■ **What is required**
What is needed is an exact copy of all the entries.

- - - -

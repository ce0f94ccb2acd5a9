//! Shared error type across castline crates.

use thiserror::Error;

/// Shared result type.
pub type Result<T> = std::result::Result<T, CastlineError>;

/// Unified error type used by the server, client session, and TUI.
#[derive(Debug, Error)]
pub enum CastlineError {
    /// Malformed inbound frame. Recovered locally by dropping the frame.
    #[error("invalid envelope: {0}")]
    Decode(String),
    /// Transport failed to establish. Fatal to the join attempt.
    #[error("connect failed: {0}")]
    Connect(String),
    /// Username already held by a live session.
    #[error("username already in chat: {0}")]
    DuplicateName(String),
    /// The peer closed the connection. Expected during shutdown.
    #[error("connection closed")]
    Closed,
    /// Any other transport fault during steady-state traffic.
    #[error("transport error: {0}")]
    Transport(String),
    /// Bug-shaped condition that should not occur in normal operation.
    #[error("internal: {0}")]
    Internal(String),
}

impl CastlineError {
    /// Whether this is the expected end-of-connection condition, as opposed
    /// to a fault that should be surfaced to the user.
    pub fn is_closed(&self) -> bool {
        matches!(self, CastlineError::Closed)
    }
}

- - - -

■ **Answer to the problem**
repository ce0f94ccb2acd5a9
//! Shared error type across castline crates.

use thiserror::Error;

/// Shared result type.
pub type Result<T> = std::result::Result<T, CastlineError>;

/// Unified error type used by the server, client session, and TUI.
#[derive(Debug, Error)]
pub enum CastlineError {
    /// Malformed inbound frame. Recovered locally by dropping the frame.
    #[error("invalid envelope: {0}")]
    Decode(String),
    /// Transport failed to establish. Fatal to the join attempt.
    #[error("connect failed: {0}")]
    Connect(String),
    /// Username already held by a live session.
    #[error("username already in chat: {0}")]
    DuplicateName(String),
    /// The peer closed the connection. Expected during shutdown.
    #[error("connection closed")]
    Closed,
    /// Any other transport fault during steady-state traffic.
    #[error("transport error: {0}")]
    Transport(String),
    /// Bug-shaped condition that should not occur in normal operation.
    #[error("internal: {0}")]
    Internal(String),
}

impl CastlineError {
    /// Whether this is the expected end-of-connection condition, as opposed
    /// to a fault that should be surfaced to the user.
    pub fn is_closed(&self) -> bool {
        matches!(self, CastlineError::Closed)
    }
}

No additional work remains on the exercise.